## WORK INSTRUCTION
Copy out every entry precisely.
# # # #
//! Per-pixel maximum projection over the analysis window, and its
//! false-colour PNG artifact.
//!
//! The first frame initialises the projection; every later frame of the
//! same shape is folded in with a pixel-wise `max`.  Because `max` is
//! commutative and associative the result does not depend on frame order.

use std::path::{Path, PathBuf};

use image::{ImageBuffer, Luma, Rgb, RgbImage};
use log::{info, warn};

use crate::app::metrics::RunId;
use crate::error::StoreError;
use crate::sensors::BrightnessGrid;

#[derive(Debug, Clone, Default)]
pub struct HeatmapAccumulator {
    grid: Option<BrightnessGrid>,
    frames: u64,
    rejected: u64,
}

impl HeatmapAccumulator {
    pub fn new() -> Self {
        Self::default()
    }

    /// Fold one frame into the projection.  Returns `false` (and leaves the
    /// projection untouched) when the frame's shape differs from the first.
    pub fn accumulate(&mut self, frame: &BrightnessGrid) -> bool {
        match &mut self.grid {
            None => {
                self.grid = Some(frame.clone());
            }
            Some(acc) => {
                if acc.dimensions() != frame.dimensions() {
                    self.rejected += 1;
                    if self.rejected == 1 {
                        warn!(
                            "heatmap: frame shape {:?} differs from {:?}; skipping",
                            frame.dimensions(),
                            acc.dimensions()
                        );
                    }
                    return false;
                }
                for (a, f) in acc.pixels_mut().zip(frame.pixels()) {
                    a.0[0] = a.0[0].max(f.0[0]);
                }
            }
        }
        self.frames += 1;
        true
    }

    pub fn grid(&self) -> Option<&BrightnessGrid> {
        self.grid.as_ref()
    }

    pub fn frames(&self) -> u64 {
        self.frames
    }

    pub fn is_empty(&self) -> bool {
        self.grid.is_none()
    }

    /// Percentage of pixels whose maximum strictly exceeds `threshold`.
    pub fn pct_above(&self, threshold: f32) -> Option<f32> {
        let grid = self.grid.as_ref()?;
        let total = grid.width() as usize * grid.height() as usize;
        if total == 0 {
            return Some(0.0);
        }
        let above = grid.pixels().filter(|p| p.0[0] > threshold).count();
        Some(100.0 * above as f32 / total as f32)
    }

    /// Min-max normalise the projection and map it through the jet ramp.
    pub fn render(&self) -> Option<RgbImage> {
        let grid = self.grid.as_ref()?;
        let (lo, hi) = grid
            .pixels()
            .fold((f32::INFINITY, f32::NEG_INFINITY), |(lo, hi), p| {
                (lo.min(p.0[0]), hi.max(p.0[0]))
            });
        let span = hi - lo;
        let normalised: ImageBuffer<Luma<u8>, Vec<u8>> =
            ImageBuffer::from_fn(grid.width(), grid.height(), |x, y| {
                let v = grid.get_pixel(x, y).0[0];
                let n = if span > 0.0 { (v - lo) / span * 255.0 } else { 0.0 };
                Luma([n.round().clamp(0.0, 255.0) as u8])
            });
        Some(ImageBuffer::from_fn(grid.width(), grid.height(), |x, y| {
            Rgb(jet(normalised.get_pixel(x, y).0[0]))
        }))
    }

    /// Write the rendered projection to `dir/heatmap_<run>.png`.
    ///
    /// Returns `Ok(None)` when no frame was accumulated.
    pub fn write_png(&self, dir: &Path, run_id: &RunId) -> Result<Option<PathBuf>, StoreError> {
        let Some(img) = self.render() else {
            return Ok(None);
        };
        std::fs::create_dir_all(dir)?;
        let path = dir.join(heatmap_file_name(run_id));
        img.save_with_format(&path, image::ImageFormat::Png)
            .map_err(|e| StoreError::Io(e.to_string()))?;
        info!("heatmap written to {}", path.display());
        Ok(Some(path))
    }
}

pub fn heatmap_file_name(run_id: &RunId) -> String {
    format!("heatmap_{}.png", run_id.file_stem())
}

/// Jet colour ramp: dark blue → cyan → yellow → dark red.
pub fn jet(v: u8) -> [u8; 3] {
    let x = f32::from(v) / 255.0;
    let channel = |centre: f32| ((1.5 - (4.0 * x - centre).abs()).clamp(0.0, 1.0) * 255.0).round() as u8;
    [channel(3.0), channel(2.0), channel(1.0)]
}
# # # #
## COMPLETED TASK
//! Per-pixel maximum projection over the analysis window, and its
//! false-colour PNG artifact.
//!
//! The first frame initialises the projection; every later frame of the
//! same shape is folded in with a pixel-wise `max`.  Because `max` is
//! commutative and associative the result does not depend on frame order.

use std::path::{Path, PathBuf};

use image::{ImageBuffer, Luma, Rgb, RgbImage};
use log::{info, warn};

use crate::app::metrics::RunId;
use crate::error::StoreError;
use crate::sensors::BrightnessGrid;

#[derive(Debug, Clone, Default)]
pub struct HeatmapAccumulator {
    grid: Option<BrightnessGrid>,
    frames: u64,
    rejected: u64,
}

impl HeatmapAccumulator {
    pub fn new() -> Self {
        Self::default()
    }

    /// Fold one frame into the projection.  Returns `false` (and leaves the
    /// projection untouched) when the frame's shape differs from the first.
    pub fn accumulate(&mut self, frame: &BrightnessGrid) -> bool {
        match &mut self.grid {
            None => {
                self.grid = Some(frame.clone());
            }
            Some(acc) => {
                if acc.dimensions() != frame.dimensions() {
                    self.rejected += 1;
                    if self.rejected == 1 {
                        warn!(
                            "heatmap: frame shape {:?} differs from {:?}; skipping",
                            frame.dimensions(),
                            acc.dimensions()
                        );
                    }
                    return false;
                }
                for (a, f) in acc.pixels_mut().zip(frame.pixels()) {
                    a.0[0] = a.0[0].max(f.0[0]);
                }
            }
        }
        self.frames += 1;
        true
    }

    pub fn grid(&self) -> Option<&BrightnessGrid> {
        self.grid.as_ref()
    }

    pub fn frames(&self) -> u64 {
        self.frames
    }

    pub fn is_empty(&self) -> bool {
        self.grid.is_none()
    }

    /// Percentage of pixels whose maximum strictly exceeds `threshold`.
    pub fn pct_above(&self, threshold: f32) -> Option<f32> {
        let grid = self.grid.as_ref()?;
        let total = grid.width() as usize * grid.height() as usize;
        if total == 0 {
            return Some(0.0);
        }
        let above = grid.pixels().filter(|p| p.0[0] > threshold).count();
        Some(100.0 * above as f32 / total as f32)
    }

    /// Min-max normalise the projection and map it through the jet ramp.
    pub fn render(&self) -> Option<RgbImage> {
        let grid = self.grid.as_ref()?;
        let (lo, hi) = grid
            .pixels()
            .fold((f32::INFINITY, f32::NEG_INFINITY), |(lo, hi), p| {
                (lo.min(p.0[0]), hi.max(p.0[0]))
            });
        let span = hi - lo;
        let normalised: ImageBuffer<Luma<u8>, Vec<u8>> =
            ImageBuffer::from_fn(grid.width(), grid.height(), |x, y| {
                let v = grid.get_pixel(x, y).0[0];
                let n = if span > 0.0 { (v - lo) / span * 255.0 } else { 0.0 };
                Luma([n.round().clamp(0.0, 255.0) as u8])
            });
        Some(ImageBuffer::from_fn(grid.width(), grid.height(), |x, y| {
            Rgb(jet(normalised.get_pixel(x, y).0[0]))
        }))
    }

    /// Write the rendered projection to `dir/heatmap_<run>.png`.
    ///
    /// Returns `Ok(None)` when no frame was accumulated.
    pub fn write_png(&self, dir: &Path, run_id: &RunId) -> Result<Option<PathBuf>, StoreError> {
        let Some(img) = self.render() else {
            return Ok(None);
        };
        std::fs::create_dir_all(dir)?;
        let path = dir.join(heatmap_file_name(run_id));
        img.save_with_format(&path, image::ImageFormat::Png)
            .map_err(|e| StoreError::Io(e.to_string()))?;
        info!("heatmap written to {}", path.display());
        Ok(Some(path))
    }
}

pub fn heatmap_file_name(run_id: &RunId) -> String {
    format!("heatmap_{}.png", run_id.file_stem())
}

/// Jet colour ramp: dark blue → cyan → yellow → dark red.
pub fn jet(v: u8) -> [u8; 3] {
    let x = f32::from(v) / 255.0;
    let channel = |centre: f32| ((1.5 - (4.0 * x - centre).abs()).clamp(0.0, 1.0) * 255.0).round() as u8;
    [channel(3.0), channel(2.0), channel(1.0)]
}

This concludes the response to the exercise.